Conformal Coating of Three-Dimensional Nanostructures via Atomic Layer Deposition for Development of Advanced Energy Storage Devices and Plasmonic Transparent Conductors
Issue Date
2015-08-31Author
Malek, Gary A.
Publisher
University of Kansas
Format
129 pages
Type
Dissertation
Degree Level
Ph.D.
Discipline
Physics & Astronomy
Rights
Copyright held by the author.
Metadata
Show full item recordAbstract
Due to the prodigious amount of electrical energy consumed throughout the world, there exists a great demand for new and improved methods of generating electrical energy in a clean and renewable manner as well as finding more effective ways to store it. This enormous task is of great interest to scientists and engineers, and much headway is being made by utilizing three-dimensional (3D) nanostructured materials. This work explores the application of two types of 3D nanostructured materials toward fabrication of advanced electrical energy storage and conversion devices.

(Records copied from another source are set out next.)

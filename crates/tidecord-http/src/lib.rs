//! REST access with rate-limit compliance.

pub mod error;
pub mod ratelimit;
pub mod rest;

pub use error::HttpError;
pub use ratelimit::{RateLimitHeaders, RateLimiter, GLOBAL_KEY};
pub use rest::{RestClient, RestConfig, DEFAULT_API_URL, DEFAULT_USER_AGENT};

pub use reqwest::Method;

The first nanostructured material consists of vertically aligned carbon nanofibers. This three-dimensional structure is opaque, electrically conducting, and contains active sites along the outside of each fiber that are conducive to chemical reactions. Therefore, they make the perfect 3D conducting nanostructured substrate for advanced energy storage devices. In this work, the details for transforming vertically aligned carbon nanofiber arrays into core-shell structures via atomic layer deposition as well as into a mesoporous manganese oxide coated supercapacitor electrode are given. Another unique type of three-dimensional nanostructured substrate is nanotextured glass, which is transparent but non-conducting. Therefore, it can be converted to a 3D transparent conductor for possible application in photovoltaics if it can be conformally coated with a conducting material. This work details that transformation as well as the addition of plasmonic gold nanoparticles to complete the transition to a 3D plasmonic transparent conductor.